Huawei moves to dispel security concerns about its products

Huawei is cooperating with the Japanese government and bolstering purchases of parts in Japan to ease concerns that its products could be used in espionage or cyberattacks by Beijing.
“It is just normal for the government, telecommunications companies and society at large to take an interest in security and the protection of privacy,” Wang Jianfeng, president of Huawei Technologies Japan KK, said. “Compared with our rivals, we have taken more safeguard measures to ensure security, including the use of a third-party safety assessment organization,” Wang added.
Wang said he believes the Japanese government’s decision to effectively ban ministries and agencies from buying Chinese telecommunications equipment starting in fiscal 2019 “is not targeted at specific companies.”, but he confirmed that Huawei is holding talks with the Ministry of Internal Affairs and Communications and the Ministry of Economy, Trade and Industry.
Wang also said that Huawei’s global business prospects for 5G are good, and the company has already signed 26 contracts and shipped more than 10,000 5G base stations.
“You cannot resolve concerns about cybersecurity even if you eliminate a leading company from the competition,” he said. “That would only stall the introduction of the new technology and add to the burden of consumers in the end.”
Japan is important market for Huawei in terms of procuring core parts.

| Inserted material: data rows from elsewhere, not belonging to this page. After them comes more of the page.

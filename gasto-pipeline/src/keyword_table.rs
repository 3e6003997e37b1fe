//! Category keyword table shared by the keyword strategy and learning.
//!
//! Lookups take the read lock, learning takes the write lock, so a lookup
//! never observes a half-appended entry.

use std::sync::{PoisonError, RwLock};

use gasto_core::ExpenseRecord;
use serde::{Deserialize, Serialize};
use thiserror::Error;
use tracing::debug;

/// Seed table: category name and the lowercase keywords that select it.
/// Categories are probed in this order.
const SEED: &[(&str, &[&str])] = &[
    (
        "Alimentação",
        &[
            "mercado", "supermercado", "padaria", "restaurante", "lanche", "lanchonete", "ifood",
            "pizza", "açougue", "hortifruti", "almoço", "jantar", "café", "sorvete",
        ],
    ),
    (
        "Transporte",
        &[
            "uber", "taxi", "táxi", "gasolina", "combustível", "posto", "ônibus", "onibus",
            "metrô", "metro", "estacionamento", "pedágio", "passagem",
        ],
    ),
    (
        "Saúde",
        &[
            "farmácia", "farmacia", "remédio", "médico", "medico", "hospital", "consulta",
            "dentista", "exame", "plano de saúde",
        ],
    ),
    (
        "Moradia",
        &[
            "aluguel", "condomínio", "condominio", "conta de luz", "energia", "conta de água",
            "internet", "gás de cozinha", "iptu",
        ],
    ),
    (
        "Lazer",
        &[
            "cinema", "netflix", "spotify", "teatro", "boteco", "viagem", "hotel", "ingresso",
        ],
    ),
    (
        "Educação",
        &["escola", "faculdade", "mensalidade", "livraria", "apostila", "matrícula"],
    ),
    (
        "Compras",
        &["loja", "shopping", "roupa", "sapato", "amazon", "magazine", "shopee"],
    ),
    (
        "Receitas",
        &["salário", "salario", "freela", "freelance", "rendimento", "reembolso"],
    ),
];

/// One category and its keyword set
#[derive(Debug, Clone, PartialEq, Eq, Serialize, Deserialize)]
pub struct CategoryKeywords {
    pub name: String,
    pub keywords: Vec<String>,
}

impl CategoryKeywords {
    pub fn new(name: impl Into<String>, keywords: &[&str]) -> Self {
        let mut entry = Self {
            name: name.into(),
            keywords: Vec::new(),
        };
        for k in keywords {
            entry.insert(k);
        }
        entry
    }

    /// Append a lowercase keyword unless present. Returns whether it was added.
    fn insert(&mut self, keyword: &str) -> bool {
        let keyword = keyword.trim().to_lowercase();
        if keyword.is_empty() || self.keywords.contains(&keyword) {
            return false;
        }
        self.keywords.push(keyword);
        true
    }

    fn first_hit(&self, search: &str) -> Option<&str> {
        self.keywords
            .iter()
            .find(|k| search.contains(k.as_str()))
            .map(String::as_str)
    }
}

#[derive(Debug, Clone, PartialEq, Eq, Error)]
pub enum KeywordTableError {
    #[error("unknown category: {0}")]
    UnknownCategory(String),
}

/// A keyword hit: the category and the keyword that selected it
#[derive(Debug, Clone, PartialEq, Eq)]
pub struct KeywordHit {
    pub category: String,
    pub keyword: String,
}

#[derive(Debug, Default)]
pub struct KeywordTable {
    entries: RwLock<Vec<CategoryKeywords>>,
}

impl KeywordTable {
    /// Build a table; keywords are lowercased and deduplicated
    pub fn new(entries: Vec<CategoryKeywords>) -> Self {
        let entries = entries
            .into_iter()
            .map(|e| {
                let mut clean = CategoryKeywords {
                    name: e.name,
                    keywords: Vec::new(),
                };
                for k in &e.keywords {
                    clean.insert(k);
                }
                clean
            })
            .collect();
        Self {
            entries: RwLock::new(entries),
        }
    }

    /// The built-in Portuguese table
    pub fn seeded() -> Self {
        Self::new(
            SEED.iter()
                .map(|(name, keywords)| CategoryKeywords::new(*name, keywords))
                .collect(),
        )
    }

    pub fn from_json(json: &str) -> serde_json::Result<Self> {
        let entries: Vec<CategoryKeywords> = serde_json::from_str(json)?;
        Ok(Self::new(entries))
    }

    pub fn to_json_pretty(&self) -> serde_json::Result<String> {
        serde_json::to_string_pretty(&self.snapshot())
    }

    /// First category (in table order) with a keyword contained in `search`
    pub fn lookup(&self, search: &str) -> Option<KeywordHit> {
        let search = search.to_lowercase();
        let entries = self.entries.read().unwrap_or_else(PoisonError::into_inner);
        entries.iter().find_map(|e| {
            e.first_hit(&search).map(|k| KeywordHit {
                category: e.name.clone(),
                keyword: k.to_string(),
            })
        })
    }

    /// Canonical name of the category called `name`, ignoring case
    pub fn category_named(&self, name: &str) -> Option<String> {
        let wanted = name.trim().to_lowercase();
        let entries = self.entries.read().unwrap_or_else(PoisonError::into_inner);
        entries
            .iter()
            .find(|e| e.name.to_lowercase() == wanted)
            .map(|e| e.name.clone())
    }

    pub fn category_names(&self) -> Vec<String> {
        let entries = self.entries.read().unwrap_or_else(PoisonError::into_inner);
        entries.iter().map(|e| e.name.clone()).collect()
    }

    pub fn snapshot(&self) -> Vec<CategoryKeywords> {
        self.entries
            .read()
            .unwrap_or_else(PoisonError::into_inner)
            .clone()
    }

    /// Add a keyword to an existing category. Returns whether it was new.
    pub fn add_keyword(&self, category: &str, keyword: &str) -> Result<bool, KeywordTableError> {
        let wanted = category.trim().to_lowercase();
        let mut entries = self.entries.write().unwrap_or_else(PoisonError::into_inner);
        let entry = entries
            .iter_mut()
            .find(|e| e.name.to_lowercase() == wanted)
            .ok_or_else(|| KeywordTableError::UnknownCategory(category.to_string()))?;
        Ok(entry.insert(keyword))
    }

    /// Learn a human-confirmed category for a record: its merchant becomes a
    /// keyword of that category. Idempotent and append-only; the
    /// "unidentified" merchant is never learned.
    pub fn learn(&self, record: &ExpenseRecord, category: &str) -> Result<bool, KeywordTableError> {
        if !record.has_merchant() {
            if self.category_named(category).is_none() {
                return Err(KeywordTableError::UnknownCategory(category.to_string()));
            }
            debug!(category, "skip learning: merchant unidentified");
            return Ok(false);
        }

        let added = self.add_keyword(category, &record.merchant)?;
        debug!(category, merchant = %record.merchant, added, "learned keyword");
        Ok(added)
    }
}

#[cfg(test)]
mod tests {
    use super::*;
    use chrono::{NaiveDate, Utc};
    use gasto_core::{Direction, UNIDENTIFIED_MERCHANT};
    use rust_decimal::Decimal;

    fn record(merchant: &str) -> ExpenseRecord {
        ExpenseRecord {
            amount: Decimal::new(3990, 2),
            occurred_on: NaiveDate::from_ymd_opt(2026, 10, 18).unwrap(),
            merchant: merchant.to_string(),
            direction: Direction::Expense,
            details_raw: format!("paguei 39,90 na {}", merchant.to_lowercase()),
            category_hint: None,
            category_id: None,
            category_source: None,
            user_id: None,
            created_at: Utc::now(),
        }
    }

    fn small_table() -> KeywordTable {
        KeywordTable::new(vec![
            CategoryKeywords::new("Alimentação", &["mercado", "Padaria", "mercado"]),
            CategoryKeywords::new("Saúde", &["farmácia"]),
            CategoryKeywords::new("Compras", &["mercado livre"]),
        ])
    }

    #[test]
    fn test_keywords_are_lowercased_and_deduped() {
        let t = small_table();
        let snap = t.snapshot();
        assert_eq!(snap[0].keywords, vec!["mercado", "padaria"]);
    }

    #[test]
    fn test_lookup_first_category_wins() {
        let t = small_table();
        // "mercado livre" contains "mercado": table order decides
        let hit = t.lookup("comprei no Mercado Livre").unwrap();
        assert_eq!(hit.category, "Alimentação");
        assert_eq!(hit.keyword, "mercado");
        assert!(t.lookup("posto").is_none());
    }

    #[test]
    fn test_learn_round_trip() {
        let t = small_table();
        let r = record("Drogaria XYZ");
        assert!(t.lookup("drogaria xyz").is_none());

        assert_eq!(t.learn(&r, "Saúde"), Ok(true));
        // idempotent
        assert_eq!(t.learn(&r, "saúde"), Ok(false));

        let hit = t.lookup("paguei 10 na drogaria xyz").unwrap();
        assert_eq!(hit.category, "Saúde");
        assert_eq!(hit.keyword, "drogaria xyz");
    }

    #[test]
    fn test_learn_unknown_category() {
        let t = small_table();
        assert_eq!(
            t.learn(&record("Pet Shop"), "Pets"),
            Err(KeywordTableError::UnknownCategory("Pets".to_string()))
        );
        assert_eq!(
            t.learn(&record(UNIDENTIFIED_MERCHANT), "Pets"),
            Err(KeywordTableError::UnknownCategory("Pets".to_string()))
        );
    }

    #[test]
    fn test_learn_skips_unidentified_merchant() {
        let t = small_table();
        assert_eq!(t.learn(&record(UNIDENTIFIED_MERCHANT), "Saúde"), Ok(false));
        assert!(t.lookup(UNIDENTIFIED_MERCHANT).is_none());
    }

    #[test]
    fn test_json_round_trip_keeps_order() {
        let t = KeywordTable::seeded();
        t.add_keyword("Lazer", "clube").unwrap();
        let json = t.to_json_pretty().unwrap();
        let back = KeywordTable::from_json(&json).unwrap();
        assert_eq!(back.category_names(), t.category_names());
        assert_eq!(back.lookup("clube").unwrap().category, "Lazer");
    }

    #[test]
    fn test_seed_has_expected_categories() {
        let t = KeywordTable::seeded();
        let names = t.category_names();
        assert_eq!(names[0], "Alimentação");
        assert!(names.contains(&"Saúde".to_string()));
        assert_eq!(t.category_named("transporte").as_deref(), Some("Transporte"));
        assert_eq!(t.lookup("gastei r$ 50 no mercado").unwrap().category, "Alimentação");
    }

    #[test]
    fn test_concurrent_learn_and_lookup() {
        let t = small_table();
        std::thread::scope(|s| {
            s.spawn(|| {
                for i in 0..200 {
                    t.add_keyword("Compras", &format!("loja {i}")).unwrap();
                }
            });
            s.spawn(|| {
                for _ in 0..200 {
                    // either not yet learned or fully learned, never torn
                    if let Some(hit) = t.lookup("loja 199") {
                        assert_eq!(hit.category, "Compras");
                    }
                }
            });
        });
        assert_eq!(t.snapshot()[2].keywords.len(), 201);
    }
}
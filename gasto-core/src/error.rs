use thiserror::Error;

/// The only failure that crosses the pipeline boundary.
///
/// Unresolved dates, merchants and directions are completed with defaults,
/// and an unavailable classifier falls back to the default category; neither
/// is reported here.
#[derive(Debug, Clone, PartialEq, Eq, Error)]
pub enum PipelineError {
    #[error("could not understand the amount in: {details:?}")]
    InvalidAmount { details: String },
}

impl PipelineError {
    /// Rejection text for the person who sent the message
    pub fn user_message(&self) -> &'static str {
        match self {
            PipelineError::InvalidAmount { .. } => {
                "Não consegui entender o valor. Tente algo como: \"Gastei R$ 50 no mercado\"."
            }
        }
    }
}

#[cfg(test)]
mod tests {
    use super::*;

    #[test]
    fn test_invalid_amount_display() {
        let err = PipelineError::InvalidAmount {
            details: "comprei uma coisa".to_string(),
        };
        assert_eq!(
            err.to_string(),
            "could not understand the amount in: \"comprei uma coisa\""
        );
        assert!(err.user_message().contains("valor"));
    }
}
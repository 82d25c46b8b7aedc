use std::time::Duration;

use base64::{engine::general_purpose, Engine as _};
use chrono::{Duration as ChronoDuration, Utc};
use criterion::{black_box, criterion_group, criterion_main, BatchSize, Criterion};
use ed25519_dalek::{Signer, SigningKey};

use efgs_intake::model::{
    compute_thumbprint, CertificateType, DiagnosisKey, DiagnosisKeyBatch, SignatureAlgorithm,
    TrustedCertificate,
};
use efgs_intake::trust::{CachedTrustStore, MemoryCertificateRepository};
use efgs_intake::validation::{signable_bytes, FieldValidator, RuleContext};
use efgs_intake::{
    BatchIntakePipeline, GatewayConfig, InMemoryKeyStore, RequestHeaders, UploadRequest,
};

fn key(i: u32) -> DiagnosisKey {
    let mut key_data = b"abcd1234abcd0000".to_vec();
    key_data[12..].copy_from_slice(&i.to_be_bytes());
    DiagnosisKey {
        key_data,
        rolling_start_interval_number: 2_673_936,
        rolling_period: 144,
        transmission_risk_level: (i % 10) as i64,
        visited_countries: vec!["FR".to_string(), "DK".to_string()],
        origin: "DE".to_string(),
        report_type: Some("CONFIRMED_TEST".to_string()),
        days_since_onset_of_symptoms: Some(2),
    }
}

fn batch(size: u32) -> DiagnosisKeyBatch {
    DiagnosisKeyBatch::new((0..size).map(key).collect())
}

fn certificate(thumbprint: String, certificate_type: CertificateType, public_key: Vec<u8>) -> TrustedCertificate {
    TrustedCertificate {
        country: "DE".to_string(),
        thumbprint,
        certificate_type,
        algorithm: SignatureAlgorithm::Ed25519,
        public_key,
        valid_from: Utc::now() - ChronoDuration::days(1),
        valid_until: Utc::now() + ChronoDuration::days(1),
        revoked: false,
    }
}

fn bench_validation(c: &mut Criterion) {
    let validator = FieldValidator::default();
    let ctx = RuleContext {
        uploader_country: "DE",
    };
    let keys = batch(1000).keys;

    c.bench_function("validate_1000_keys", |b| {
        b.iter(|| {
            for key in &keys {
                black_box(validator.validate(key, &ctx));
            }
        })
    });
}

fn bench_canonical(c: &mut Criterion) {
    let batch = batch(1000);
    c.bench_function("signable_bytes_1000_keys", |b| {
        b.iter(|| black_box(signable_bytes(&batch)))
    });
}

fn bench_upload(c: &mut Criterion) {
    let signing_key = SigningKey::from_bytes(&[42u8; 32]);
    let auth_thumbprint = compute_thumbprint(b"bench auth");
    let certificates = vec![
        certificate(auth_thumbprint.clone(), CertificateType::Authentication, vec![0u8; 32]),
        certificate(
            compute_thumbprint(b"bench signing"),
            CertificateType::Signing,
            signing_key.verifying_key().to_bytes().to_vec(),
        ),
    ];

    let batch = batch(500);
    let signature = general_purpose::STANDARD.encode(signing_key.sign(&signable_bytes(&batch)).to_bytes());
    let body = serde_json::to_vec(&batch).unwrap();

    let trust = CachedTrustStore::new(
        MemoryCertificateRepository::new(certificates),
        Duration::from_secs(300),
    );
    let pipeline = BatchIntakePipeline::new(GatewayConfig::default(), trust, InMemoryKeyStore::new());

    let mut counter = 0u64;
    c.bench_function("process_upload_500_keys", |b| {
        b.iter_batched(
            || {
                counter += 1;
                let tag = format!("bench-{}", counter);
                UploadRequest::new(
                    RequestHeaders::from_pairs([
                        ("batchTag", tag.as_str()),
                        ("batchSignature", signature.as_str()),
                        ("X-SSL-Client-SHA256", auth_thumbprint.as_str()),
                        ("X-SSL-Client-DN", "C=DE,CN=bench"),
                    ]),
                    Some("application/json; version=1.0"),
                    body.clone(),
                )
            },
            |request| black_box(pipeline.process_upload(&request)),
            BatchSize::SmallInput,
        )
    });
}

criterion_group!(benches, bench_validation, bench_canonical, bench_upload);
criterion_main!(benches);
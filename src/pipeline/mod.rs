//! Pipeline orchestration module.
//!
//! Batch intake pipeline that coordinates:
//! - Caller authentication
//! - Payload parsing
//! - Batch signature verification
//! - Idempotent batch tag handling
//! - Per-key validation and persistence

pub mod context;
pub mod intake;
pub mod request;

pub use context::*;
pub use intake::*;
pub use request::*;
//! Canonical signable bytes for a diagnosis key batch.
//!
//! Every federation participant signs exactly these bytes, so the layout
//! must not change:
//!
//! ```text
//! base64(keyData) "." rollingStartIntervalNumber "." rollingPeriod "."
//! transmissionRiskLevel "." visitedCountries (sorted, ",") "." origin "."
//! reportType "." daysSinceOnsetOfSymptoms "."
//! ```
//!
//! Integers are decimal, absent optional fields are empty. Per-key records
//! are sorted by byte order and concatenated, which makes the result
//! independent of key order in the upload.

use base64::{engine::general_purpose, Engine as _};

use crate::model::{DiagnosisKey, DiagnosisKeyBatch};

const SEPARATOR: char = '.';

/// Canonical record for one key.
pub fn key_record(key: &DiagnosisKey) -> String {
    let mut visited: Vec<&str> = key.visited_countries.iter().map(String::as_str).collect();
    visited.sort_unstable();

    let fields = [
        general_purpose::STANDARD.encode(&key.key_data),
        key.rolling_start_interval_number.to_string(),
        key.rolling_period.to_string(),
        key.transmission_risk_level.to_string(),
        visited.join(","),
        key.origin.clone(),
        key.report_type.clone().unwrap_or_default(),
        key.days_since_onset_of_symptoms
            .map(|d| d.to_string())
            .unwrap_or_default(),
    ];

    let mut record = String::new();
    for field in &fields {
        record.push_str(field);
        record.push(SEPARATOR);
    }
    record
}

/// Bytes the batch signature is computed over.
pub fn signable_bytes(batch: &DiagnosisKeyBatch) -> Vec<u8> {
    let mut records: Vec<String> = batch.keys.iter().map(key_record).collect();
    records.sort_unstable();
    records.concat().into_bytes()
}
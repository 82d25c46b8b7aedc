//! Property tests for the per-key field rules and canonical bytes.

use proptest::prelude::*;

use efgs_intake::model::{DiagnosisKey, DiagnosisKeyBatch, ReportType};
use efgs_intake::validation::{
    signable_bytes, FieldValidator, KeyRejection, RuleContext, ValidationOutcome,
};

const DE: RuleContext<'static> = RuleContext {
    uploader_country: "DE",
};

fn valid_key() -> impl Strategy<Value = DiagnosisKey> {
    (
        prop::collection::vec(any::<u8>(), 16),
        1..=u32::MAX as i64,
        1..=144i64,
        0..=8i64,
        prop::collection::vec("[A-Z]{2}", 0..4),
        prop::sample::select(ReportType::ALL.to_vec()),
        prop::option::of(-14..=4000i64),
    )
        .prop_map(
            |(key_data, rsin, rolling_period, trl, visited, report_type, days)| DiagnosisKey {
                key_data,
                rolling_start_interval_number: rsin,
                rolling_period,
                transmission_risk_level: trl,
                visited_countries: visited,
                origin: "DE".to_string(),
                report_type: Some(report_type.as_str().to_string()),
                days_since_onset_of_symptoms: days,
            },
        )
}

proptest! {
    #[test]
    fn valid_keys_are_accepted(key in valid_key()) {
        let validator = FieldValidator::default();
        prop_assert_eq!(validator.validate(&key, &DE), ValidationOutcome::Accepted);
        prop_assert!(validator.violations(&key, &DE).is_empty());
    }

    #[test]
    fn wrong_key_length_always_invalid_key_data(
        key in valid_key(),
        len in (0usize..64).prop_filter("not 16", |l| *l != 16),
        trl in any::<i64>(),
    ) {
        let key = DiagnosisKey {
            key_data: vec![0xAB; len],
            transmission_risk_level: trl,
            ..key
        };
        prop_assert_eq!(
            FieldValidator::default().validate(&key, &DE),
            ValidationOutcome::Rejected(KeyRejection::InvalidKeyData)
        );
    }

    #[test]
    fn non_positive_start_interval_rejected(
        key in valid_key(),
        rsin in i64::MIN..=0,
        rolling_period in any::<i64>(),
        trl in any::<i64>(),
    ) {
        let key = DiagnosisKey {
            rolling_start_interval_number: rsin,
            rolling_period,
            transmission_risk_level: trl,
            ..key
        };
        prop_assert_eq!(
            FieldValidator::default().validate(&key, &DE),
            ValidationOutcome::Rejected(KeyRejection::InvalidRollingStartInterval)
        );
    }

    #[test]
    fn out_of_range_risk_level_rejected(
        key in valid_key(),
        trl in prop_oneof![i64::MIN..0, 9..=i64::MAX],
    ) {
        let key = DiagnosisKey { transmission_risk_level: trl, ..key };
        prop_assert_eq!(
            FieldValidator::default().validate(&key, &DE),
            ValidationOutcome::Rejected(KeyRejection::InvalidTransmissionRiskLevel)
        );
    }

    #[test]
    fn out_of_range_rolling_period_rejected(
        key in valid_key(),
        rolling_period in prop_oneof![i64::MIN..=0, 145..=i64::MAX],
    ) {
        let key = DiagnosisKey { rolling_period, ..key };
        prop_assert_eq!(
            FieldValidator::default().validate(&key, &DE),
            ValidationOutcome::Rejected(KeyRejection::InvalidRollingPeriod)
        );
    }

    #[test]
    fn first_violation_decides_outcome(key in valid_key(), trl in any::<i64>(), rp in any::<i64>()) {
        let key = DiagnosisKey {
            transmission_risk_level: trl,
            rolling_period: rp,
            ..key
        };
        let validator = FieldValidator::default();
        let outcome = validator.validate(&key, &DE);
        let violations = validator.violations(&key, &DE);
        prop_assert_eq!(outcome.rejection(), violations.first().copied());
    }

    #[test]
    fn broken_sibling_never_fails_decoding(
        key in valid_key(),
        key_data in ".{0,40}",
        trl in any::<u64>(),
        rolling_period in any::<f64>(),
    ) {
        let body = serde_json::json!({
            "keys": [
                key,
                {
                    "keyData": key_data,
                    "transmissionRiskLevel": trl,
                    "rollingPeriod": rolling_period,
                    "origin": "DE"
                }
            ]
        });
        let batch: DiagnosisKeyBatch = serde_json::from_value(body).unwrap();
        prop_assert_eq!(batch.len(), 2);
        prop_assert_eq!(&batch.keys[0], &key);

        let validator = FieldValidator::default();
        prop_assert!(validator.validate(&batch.keys[0], &DE).is_accepted());
        prop_assert!(!validator.validate(&batch.keys[1], &DE).is_accepted());
    }

    #[test]
    fn canonical_bytes_ignore_key_order(keys in prop::collection::vec(valid_key(), 1..6)) {
        let forward = DiagnosisKeyBatch::new(keys.clone());
        let mut reversed_keys = keys;
        reversed_keys.reverse();
        let reversed = DiagnosisKeyBatch::new(reversed_keys);
        prop_assert_eq!(signable_bytes(&forward), signable_bytes(&reversed));
    }
}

The company spent an estimated 670 billion yen ($6.06 billion), up 40% from a year earlier, for parts bought in the Japanese market in 2018. Huawei will “further bolster” such purchases in 2019, Wang said. The company has already opened a new research and development centre in Osaka Prefecture to strengthen its ties with Japanese suppliers, he added.
Some analysts have already suggested that banning Huawei will create a vacuum that no one can fill in a timely fashion, and may seriously impair 5G deployments worldwide as Huawei has recently announced through its rotating chairman Ken Hu that it has secured 25 commercial contracts, ranking number one among all ICT equipment providers, having already shipped more than 10,000 base stations to markets around the world.
In his New Year Letter to the company 180,000 employees working in over 170 countries worldwide, Huawei Rotating Chairman Guo Ping expressed his confidence about the company business performance as Huawei never stopped pushing forward, and as a result the company 2018 sales revenue is expected to reach 108.5 billion US dollars, up 21% year-on-year.
Commenting on the current 5G challenges and allegations Huawei is faced with, Guo Ping said: “For 5G markets that choose to not work with Huawei–they will be like an NBA game without star players: the game will go on, but with less deftness, flair, and expertise.”
Huawei said it will ramp up 5G development efforts. The company is rolling up its sleeves, vowing to push on with its 5G network development despite its technology being banned by some Western nations. Huawei Chairman Liang Hua told media last week that the firm’s operations remain “normal” even as it faces a “complicated environment”.
“In the face of a crisis of confidence from the West, first we must do our own work well, and continue to build Huawei’s competitiveness in the field of 5G. “We believe that customers will make their own decisions.” To that end, Huawei is planning to release its first 5G-enabled smartphone in the first half of 2019 and will achieve “commercial scale” of those phones by the second half of 2019, Liang added.